- **Work to be completed**:
Each line of the records that holds the word "loop" should be copied out.
*** Study material ***
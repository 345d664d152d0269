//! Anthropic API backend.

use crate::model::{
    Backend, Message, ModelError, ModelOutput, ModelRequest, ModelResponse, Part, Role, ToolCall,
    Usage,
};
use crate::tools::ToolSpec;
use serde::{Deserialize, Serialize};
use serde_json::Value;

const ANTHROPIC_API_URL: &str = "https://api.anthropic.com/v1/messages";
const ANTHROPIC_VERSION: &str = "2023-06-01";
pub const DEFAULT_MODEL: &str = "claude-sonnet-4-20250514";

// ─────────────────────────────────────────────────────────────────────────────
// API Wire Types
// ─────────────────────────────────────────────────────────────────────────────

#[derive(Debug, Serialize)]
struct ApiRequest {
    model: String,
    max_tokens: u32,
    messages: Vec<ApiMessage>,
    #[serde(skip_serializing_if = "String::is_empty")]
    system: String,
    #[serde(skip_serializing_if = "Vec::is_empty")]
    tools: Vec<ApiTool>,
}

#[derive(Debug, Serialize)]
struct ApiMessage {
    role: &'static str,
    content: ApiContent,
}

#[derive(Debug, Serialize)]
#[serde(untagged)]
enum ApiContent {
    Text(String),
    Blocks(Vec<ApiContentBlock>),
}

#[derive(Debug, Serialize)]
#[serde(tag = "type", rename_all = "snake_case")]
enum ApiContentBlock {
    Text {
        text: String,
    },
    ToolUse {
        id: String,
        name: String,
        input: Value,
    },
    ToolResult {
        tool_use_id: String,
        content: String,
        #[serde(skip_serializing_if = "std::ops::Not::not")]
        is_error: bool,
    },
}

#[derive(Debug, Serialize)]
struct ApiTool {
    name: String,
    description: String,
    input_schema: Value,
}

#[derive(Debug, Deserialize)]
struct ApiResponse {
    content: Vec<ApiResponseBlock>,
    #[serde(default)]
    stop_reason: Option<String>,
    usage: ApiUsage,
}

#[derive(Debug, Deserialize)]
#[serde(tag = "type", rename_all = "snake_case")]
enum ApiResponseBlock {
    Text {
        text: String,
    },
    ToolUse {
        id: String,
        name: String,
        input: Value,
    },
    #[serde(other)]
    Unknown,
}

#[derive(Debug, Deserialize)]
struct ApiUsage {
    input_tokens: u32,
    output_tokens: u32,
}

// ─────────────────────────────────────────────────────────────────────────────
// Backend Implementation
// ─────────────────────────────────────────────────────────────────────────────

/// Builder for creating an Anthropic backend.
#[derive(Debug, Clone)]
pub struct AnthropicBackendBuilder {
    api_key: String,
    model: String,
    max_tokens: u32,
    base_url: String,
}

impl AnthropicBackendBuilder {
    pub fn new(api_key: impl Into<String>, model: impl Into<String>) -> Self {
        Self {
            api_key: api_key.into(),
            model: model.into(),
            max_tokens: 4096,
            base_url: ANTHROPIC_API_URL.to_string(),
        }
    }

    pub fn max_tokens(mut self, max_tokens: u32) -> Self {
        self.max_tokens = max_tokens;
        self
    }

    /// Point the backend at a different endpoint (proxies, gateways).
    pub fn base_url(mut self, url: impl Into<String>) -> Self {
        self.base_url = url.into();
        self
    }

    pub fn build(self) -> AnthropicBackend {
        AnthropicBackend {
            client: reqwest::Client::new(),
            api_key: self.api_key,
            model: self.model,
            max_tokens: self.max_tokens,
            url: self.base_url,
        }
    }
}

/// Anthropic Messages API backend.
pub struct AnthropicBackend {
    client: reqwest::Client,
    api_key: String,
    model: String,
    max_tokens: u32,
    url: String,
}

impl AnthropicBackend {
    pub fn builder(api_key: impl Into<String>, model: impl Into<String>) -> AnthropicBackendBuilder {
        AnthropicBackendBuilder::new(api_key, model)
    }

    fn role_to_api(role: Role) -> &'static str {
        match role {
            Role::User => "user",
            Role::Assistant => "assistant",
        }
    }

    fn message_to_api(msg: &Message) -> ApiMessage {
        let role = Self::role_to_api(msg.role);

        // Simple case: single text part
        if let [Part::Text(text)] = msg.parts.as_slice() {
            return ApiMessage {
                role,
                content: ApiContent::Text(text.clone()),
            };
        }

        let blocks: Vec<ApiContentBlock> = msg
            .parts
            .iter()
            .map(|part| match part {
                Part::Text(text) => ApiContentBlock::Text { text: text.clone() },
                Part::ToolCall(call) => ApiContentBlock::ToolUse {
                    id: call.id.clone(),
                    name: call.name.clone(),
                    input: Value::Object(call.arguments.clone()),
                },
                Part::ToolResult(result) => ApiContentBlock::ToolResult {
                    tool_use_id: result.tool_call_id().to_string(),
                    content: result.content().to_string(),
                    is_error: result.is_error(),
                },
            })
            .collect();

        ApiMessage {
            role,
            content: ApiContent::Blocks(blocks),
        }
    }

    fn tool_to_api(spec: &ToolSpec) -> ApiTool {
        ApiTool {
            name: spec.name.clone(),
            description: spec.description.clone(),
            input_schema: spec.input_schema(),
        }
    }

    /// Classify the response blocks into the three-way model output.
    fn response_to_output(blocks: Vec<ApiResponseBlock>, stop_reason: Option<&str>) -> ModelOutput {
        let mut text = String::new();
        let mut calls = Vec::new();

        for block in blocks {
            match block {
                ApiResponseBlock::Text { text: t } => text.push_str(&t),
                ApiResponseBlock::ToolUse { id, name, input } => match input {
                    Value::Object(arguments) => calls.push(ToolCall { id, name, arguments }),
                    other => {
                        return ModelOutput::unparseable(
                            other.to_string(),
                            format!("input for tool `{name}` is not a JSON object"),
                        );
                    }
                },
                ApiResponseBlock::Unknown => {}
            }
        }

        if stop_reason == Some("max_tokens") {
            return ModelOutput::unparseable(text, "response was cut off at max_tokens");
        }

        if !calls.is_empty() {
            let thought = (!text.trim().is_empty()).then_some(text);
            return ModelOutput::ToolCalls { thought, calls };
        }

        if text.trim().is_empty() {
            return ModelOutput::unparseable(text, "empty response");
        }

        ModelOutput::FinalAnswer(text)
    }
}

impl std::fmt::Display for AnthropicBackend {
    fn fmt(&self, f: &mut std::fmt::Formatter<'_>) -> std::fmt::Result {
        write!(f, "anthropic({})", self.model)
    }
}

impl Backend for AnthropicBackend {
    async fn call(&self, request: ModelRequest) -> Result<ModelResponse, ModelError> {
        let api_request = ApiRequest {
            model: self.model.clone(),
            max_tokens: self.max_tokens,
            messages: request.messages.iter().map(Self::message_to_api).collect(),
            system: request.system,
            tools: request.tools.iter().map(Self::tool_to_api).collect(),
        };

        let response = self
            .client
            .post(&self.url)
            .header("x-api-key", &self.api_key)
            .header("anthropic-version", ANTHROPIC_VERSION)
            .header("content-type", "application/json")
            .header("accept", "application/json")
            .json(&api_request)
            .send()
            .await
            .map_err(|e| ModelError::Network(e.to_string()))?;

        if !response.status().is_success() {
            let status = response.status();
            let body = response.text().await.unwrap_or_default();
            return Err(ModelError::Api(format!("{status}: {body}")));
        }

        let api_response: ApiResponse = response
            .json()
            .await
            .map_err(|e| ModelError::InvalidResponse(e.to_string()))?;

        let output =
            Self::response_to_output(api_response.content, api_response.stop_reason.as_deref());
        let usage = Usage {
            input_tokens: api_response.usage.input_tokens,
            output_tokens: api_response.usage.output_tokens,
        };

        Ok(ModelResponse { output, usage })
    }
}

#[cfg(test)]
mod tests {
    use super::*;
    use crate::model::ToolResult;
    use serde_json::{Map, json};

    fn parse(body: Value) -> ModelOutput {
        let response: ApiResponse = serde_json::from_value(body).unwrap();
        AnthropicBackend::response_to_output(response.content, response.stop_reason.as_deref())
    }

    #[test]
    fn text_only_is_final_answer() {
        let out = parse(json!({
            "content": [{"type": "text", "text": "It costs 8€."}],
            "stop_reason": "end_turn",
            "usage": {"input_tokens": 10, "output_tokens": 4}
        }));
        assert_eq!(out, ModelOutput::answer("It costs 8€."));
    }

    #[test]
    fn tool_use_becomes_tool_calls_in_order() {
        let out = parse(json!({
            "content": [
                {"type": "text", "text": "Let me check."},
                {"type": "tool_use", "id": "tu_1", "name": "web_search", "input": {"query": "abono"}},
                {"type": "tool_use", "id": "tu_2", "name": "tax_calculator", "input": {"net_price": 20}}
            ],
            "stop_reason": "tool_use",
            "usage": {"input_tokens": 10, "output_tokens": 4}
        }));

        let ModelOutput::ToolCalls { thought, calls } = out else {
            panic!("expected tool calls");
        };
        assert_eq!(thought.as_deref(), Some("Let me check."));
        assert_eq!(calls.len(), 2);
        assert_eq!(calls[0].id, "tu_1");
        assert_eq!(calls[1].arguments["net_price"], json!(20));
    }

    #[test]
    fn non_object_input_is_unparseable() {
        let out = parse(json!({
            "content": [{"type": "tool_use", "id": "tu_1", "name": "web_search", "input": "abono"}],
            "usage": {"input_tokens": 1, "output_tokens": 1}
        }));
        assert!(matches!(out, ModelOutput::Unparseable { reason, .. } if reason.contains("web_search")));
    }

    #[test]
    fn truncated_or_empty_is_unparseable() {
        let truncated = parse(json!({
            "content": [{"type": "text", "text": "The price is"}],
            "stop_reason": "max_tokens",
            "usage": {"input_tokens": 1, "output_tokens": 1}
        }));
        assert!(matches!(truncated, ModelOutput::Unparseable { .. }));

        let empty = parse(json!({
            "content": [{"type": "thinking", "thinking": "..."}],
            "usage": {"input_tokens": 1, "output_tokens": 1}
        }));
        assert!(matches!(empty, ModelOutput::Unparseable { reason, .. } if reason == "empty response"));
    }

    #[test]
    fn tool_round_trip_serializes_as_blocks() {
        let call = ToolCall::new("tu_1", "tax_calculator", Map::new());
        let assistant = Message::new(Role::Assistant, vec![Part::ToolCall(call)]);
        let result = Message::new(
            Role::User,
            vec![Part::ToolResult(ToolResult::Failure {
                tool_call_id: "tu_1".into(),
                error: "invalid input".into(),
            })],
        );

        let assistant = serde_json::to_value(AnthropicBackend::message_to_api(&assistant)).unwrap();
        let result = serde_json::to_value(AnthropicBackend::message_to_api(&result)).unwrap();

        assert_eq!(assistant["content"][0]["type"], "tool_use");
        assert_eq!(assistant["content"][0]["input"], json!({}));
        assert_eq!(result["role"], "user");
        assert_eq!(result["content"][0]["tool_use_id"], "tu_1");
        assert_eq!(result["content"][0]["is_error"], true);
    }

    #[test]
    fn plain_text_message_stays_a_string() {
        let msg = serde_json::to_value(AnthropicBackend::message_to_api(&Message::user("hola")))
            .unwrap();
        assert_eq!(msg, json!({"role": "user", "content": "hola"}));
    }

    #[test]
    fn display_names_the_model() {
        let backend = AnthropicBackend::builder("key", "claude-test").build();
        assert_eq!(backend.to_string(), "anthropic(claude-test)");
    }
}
*** End of Study material ***
*** Study material ***
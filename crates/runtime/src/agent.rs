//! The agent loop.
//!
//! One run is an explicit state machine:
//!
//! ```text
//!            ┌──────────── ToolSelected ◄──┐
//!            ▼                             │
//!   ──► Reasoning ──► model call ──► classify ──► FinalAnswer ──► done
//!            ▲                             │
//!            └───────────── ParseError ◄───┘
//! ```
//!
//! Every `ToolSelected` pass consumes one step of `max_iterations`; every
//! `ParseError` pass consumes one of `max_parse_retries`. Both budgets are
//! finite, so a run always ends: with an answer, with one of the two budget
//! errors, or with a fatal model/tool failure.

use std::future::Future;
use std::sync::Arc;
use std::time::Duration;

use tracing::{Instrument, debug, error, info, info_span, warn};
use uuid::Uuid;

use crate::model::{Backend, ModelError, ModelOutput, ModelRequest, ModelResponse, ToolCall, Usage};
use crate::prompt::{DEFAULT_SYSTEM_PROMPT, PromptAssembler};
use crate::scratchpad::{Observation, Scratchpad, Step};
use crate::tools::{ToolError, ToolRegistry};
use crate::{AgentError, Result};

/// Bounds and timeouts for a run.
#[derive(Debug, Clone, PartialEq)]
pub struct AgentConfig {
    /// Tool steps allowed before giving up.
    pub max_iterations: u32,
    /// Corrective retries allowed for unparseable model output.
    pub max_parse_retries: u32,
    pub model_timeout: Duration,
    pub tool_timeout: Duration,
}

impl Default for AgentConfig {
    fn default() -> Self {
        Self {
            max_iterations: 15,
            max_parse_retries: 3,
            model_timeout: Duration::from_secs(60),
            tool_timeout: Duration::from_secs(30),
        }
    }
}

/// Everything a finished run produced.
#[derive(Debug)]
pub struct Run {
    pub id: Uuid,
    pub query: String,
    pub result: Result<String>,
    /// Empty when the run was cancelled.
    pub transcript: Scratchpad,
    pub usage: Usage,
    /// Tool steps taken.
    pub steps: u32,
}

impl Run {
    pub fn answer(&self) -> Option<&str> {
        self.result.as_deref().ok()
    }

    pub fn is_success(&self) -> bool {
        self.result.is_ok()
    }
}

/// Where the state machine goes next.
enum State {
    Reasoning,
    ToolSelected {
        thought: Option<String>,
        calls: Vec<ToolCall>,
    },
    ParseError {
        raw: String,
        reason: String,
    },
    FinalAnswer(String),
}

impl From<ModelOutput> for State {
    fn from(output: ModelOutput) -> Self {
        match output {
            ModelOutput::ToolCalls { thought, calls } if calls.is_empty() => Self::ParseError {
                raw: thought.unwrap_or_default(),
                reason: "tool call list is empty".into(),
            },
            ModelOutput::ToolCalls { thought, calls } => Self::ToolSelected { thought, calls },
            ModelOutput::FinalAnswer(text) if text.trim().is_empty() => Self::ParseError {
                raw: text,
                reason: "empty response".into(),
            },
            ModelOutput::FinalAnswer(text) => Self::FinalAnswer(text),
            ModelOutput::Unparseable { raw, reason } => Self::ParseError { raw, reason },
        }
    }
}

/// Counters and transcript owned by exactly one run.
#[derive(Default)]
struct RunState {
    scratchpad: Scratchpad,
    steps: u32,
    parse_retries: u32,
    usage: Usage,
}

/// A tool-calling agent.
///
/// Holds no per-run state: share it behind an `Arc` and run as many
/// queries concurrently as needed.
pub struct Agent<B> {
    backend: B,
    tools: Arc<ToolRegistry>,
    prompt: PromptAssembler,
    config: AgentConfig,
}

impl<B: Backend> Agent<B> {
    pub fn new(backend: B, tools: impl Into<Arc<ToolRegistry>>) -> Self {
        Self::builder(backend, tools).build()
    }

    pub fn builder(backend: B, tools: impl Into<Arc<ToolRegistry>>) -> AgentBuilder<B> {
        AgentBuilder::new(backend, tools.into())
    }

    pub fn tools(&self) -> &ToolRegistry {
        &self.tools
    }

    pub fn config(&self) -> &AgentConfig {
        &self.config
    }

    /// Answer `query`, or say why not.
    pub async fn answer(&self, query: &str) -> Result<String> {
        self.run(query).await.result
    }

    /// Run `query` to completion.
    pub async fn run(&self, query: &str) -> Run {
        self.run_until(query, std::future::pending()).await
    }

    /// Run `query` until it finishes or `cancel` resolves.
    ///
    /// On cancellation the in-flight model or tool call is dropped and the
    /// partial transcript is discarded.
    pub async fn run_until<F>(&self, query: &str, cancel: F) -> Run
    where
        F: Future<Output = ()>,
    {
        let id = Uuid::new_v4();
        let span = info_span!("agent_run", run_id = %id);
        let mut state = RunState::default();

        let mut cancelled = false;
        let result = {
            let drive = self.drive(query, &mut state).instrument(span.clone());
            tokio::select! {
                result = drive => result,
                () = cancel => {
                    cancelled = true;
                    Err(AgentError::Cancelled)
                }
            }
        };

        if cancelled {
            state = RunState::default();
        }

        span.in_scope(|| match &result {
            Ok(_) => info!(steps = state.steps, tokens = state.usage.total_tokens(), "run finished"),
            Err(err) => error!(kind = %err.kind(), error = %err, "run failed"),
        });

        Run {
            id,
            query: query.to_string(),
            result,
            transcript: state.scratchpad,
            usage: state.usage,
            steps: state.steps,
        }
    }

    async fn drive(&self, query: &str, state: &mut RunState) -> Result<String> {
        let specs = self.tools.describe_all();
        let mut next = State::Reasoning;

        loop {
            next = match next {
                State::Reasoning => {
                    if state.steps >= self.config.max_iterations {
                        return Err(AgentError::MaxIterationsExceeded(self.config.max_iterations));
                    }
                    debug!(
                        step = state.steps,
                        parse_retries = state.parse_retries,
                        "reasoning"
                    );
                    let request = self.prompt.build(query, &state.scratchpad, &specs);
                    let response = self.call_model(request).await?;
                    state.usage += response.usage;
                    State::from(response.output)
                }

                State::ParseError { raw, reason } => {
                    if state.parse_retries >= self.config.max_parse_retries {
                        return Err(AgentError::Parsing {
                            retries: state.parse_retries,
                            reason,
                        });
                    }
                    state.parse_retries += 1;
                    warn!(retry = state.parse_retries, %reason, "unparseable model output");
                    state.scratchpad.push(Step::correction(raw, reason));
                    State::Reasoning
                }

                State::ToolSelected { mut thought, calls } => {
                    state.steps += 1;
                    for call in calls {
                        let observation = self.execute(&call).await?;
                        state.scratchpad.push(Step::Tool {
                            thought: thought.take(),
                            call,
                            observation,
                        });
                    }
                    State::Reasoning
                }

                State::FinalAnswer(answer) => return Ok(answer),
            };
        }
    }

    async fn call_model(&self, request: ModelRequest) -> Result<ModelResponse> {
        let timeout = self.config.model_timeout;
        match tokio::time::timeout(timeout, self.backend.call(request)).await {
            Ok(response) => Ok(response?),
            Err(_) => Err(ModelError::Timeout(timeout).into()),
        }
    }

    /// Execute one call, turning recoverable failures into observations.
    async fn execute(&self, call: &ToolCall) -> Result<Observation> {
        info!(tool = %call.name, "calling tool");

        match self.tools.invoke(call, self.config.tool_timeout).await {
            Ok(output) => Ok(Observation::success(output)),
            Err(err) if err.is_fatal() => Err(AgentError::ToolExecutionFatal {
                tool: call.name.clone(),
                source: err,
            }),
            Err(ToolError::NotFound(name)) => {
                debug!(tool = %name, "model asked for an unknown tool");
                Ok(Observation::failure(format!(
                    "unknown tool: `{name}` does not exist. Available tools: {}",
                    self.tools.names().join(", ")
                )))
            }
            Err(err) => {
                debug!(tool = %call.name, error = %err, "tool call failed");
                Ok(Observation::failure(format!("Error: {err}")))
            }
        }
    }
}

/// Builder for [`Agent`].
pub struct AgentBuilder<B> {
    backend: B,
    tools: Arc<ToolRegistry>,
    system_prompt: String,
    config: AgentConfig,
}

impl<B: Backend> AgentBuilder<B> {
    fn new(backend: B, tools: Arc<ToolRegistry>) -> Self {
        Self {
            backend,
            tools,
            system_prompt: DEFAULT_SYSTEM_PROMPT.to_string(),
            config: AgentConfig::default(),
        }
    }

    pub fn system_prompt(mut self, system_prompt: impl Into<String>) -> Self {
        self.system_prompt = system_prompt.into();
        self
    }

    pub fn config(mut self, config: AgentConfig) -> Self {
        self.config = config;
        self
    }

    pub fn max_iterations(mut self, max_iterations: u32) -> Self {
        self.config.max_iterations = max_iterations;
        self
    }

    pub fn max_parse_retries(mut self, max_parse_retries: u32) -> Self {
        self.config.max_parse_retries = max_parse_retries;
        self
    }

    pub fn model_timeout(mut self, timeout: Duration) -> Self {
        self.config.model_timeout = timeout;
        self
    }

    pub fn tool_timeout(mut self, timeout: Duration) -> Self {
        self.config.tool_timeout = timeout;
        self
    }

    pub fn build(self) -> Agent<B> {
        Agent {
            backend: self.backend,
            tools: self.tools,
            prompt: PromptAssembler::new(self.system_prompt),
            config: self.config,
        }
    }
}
*** End of Study material ***
*** Study material ***
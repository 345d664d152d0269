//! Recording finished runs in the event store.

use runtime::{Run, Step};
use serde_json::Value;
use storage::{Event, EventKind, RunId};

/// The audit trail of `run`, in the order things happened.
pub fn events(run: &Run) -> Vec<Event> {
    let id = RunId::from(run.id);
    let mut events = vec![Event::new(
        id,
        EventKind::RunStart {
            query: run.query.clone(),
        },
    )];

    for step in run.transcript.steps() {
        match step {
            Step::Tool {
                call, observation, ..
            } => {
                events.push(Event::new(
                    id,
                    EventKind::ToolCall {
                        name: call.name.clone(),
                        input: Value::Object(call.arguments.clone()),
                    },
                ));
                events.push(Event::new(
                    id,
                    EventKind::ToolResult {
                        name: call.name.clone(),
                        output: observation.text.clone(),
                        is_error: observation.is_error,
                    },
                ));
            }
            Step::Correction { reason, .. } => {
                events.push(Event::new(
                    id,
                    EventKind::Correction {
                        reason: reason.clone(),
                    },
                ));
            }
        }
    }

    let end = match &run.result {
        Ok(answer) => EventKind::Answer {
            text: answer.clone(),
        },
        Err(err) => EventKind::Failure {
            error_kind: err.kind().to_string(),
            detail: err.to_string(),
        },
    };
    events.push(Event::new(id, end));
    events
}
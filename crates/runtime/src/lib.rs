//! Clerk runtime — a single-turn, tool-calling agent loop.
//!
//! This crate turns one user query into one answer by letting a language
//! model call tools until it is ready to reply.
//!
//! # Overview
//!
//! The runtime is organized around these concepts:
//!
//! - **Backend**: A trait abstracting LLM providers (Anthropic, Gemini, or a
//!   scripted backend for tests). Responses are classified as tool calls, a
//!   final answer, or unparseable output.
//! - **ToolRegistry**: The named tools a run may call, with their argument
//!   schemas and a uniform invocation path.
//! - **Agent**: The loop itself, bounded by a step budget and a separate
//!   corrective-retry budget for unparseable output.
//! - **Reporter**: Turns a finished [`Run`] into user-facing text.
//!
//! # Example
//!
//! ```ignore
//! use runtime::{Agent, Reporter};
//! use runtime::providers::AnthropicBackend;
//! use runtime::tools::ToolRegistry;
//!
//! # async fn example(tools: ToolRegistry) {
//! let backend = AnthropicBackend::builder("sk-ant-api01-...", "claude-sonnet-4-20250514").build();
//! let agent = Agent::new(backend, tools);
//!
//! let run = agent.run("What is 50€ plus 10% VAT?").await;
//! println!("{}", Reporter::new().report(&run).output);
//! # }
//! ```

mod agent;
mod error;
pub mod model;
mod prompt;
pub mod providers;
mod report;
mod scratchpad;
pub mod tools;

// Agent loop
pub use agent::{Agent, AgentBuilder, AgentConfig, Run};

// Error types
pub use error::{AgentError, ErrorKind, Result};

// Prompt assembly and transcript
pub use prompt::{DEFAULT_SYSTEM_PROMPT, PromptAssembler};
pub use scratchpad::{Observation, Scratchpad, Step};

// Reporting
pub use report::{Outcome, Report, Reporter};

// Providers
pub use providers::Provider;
*** End of Study material ***
- **Reply to the task**:
//! The agent loop.
        loop {
//! Clerk runtime — a single-turn, tool-calling agent loop.
//! - **Agent**: The loop itself, bounded by a step budget and a separate
// Agent loop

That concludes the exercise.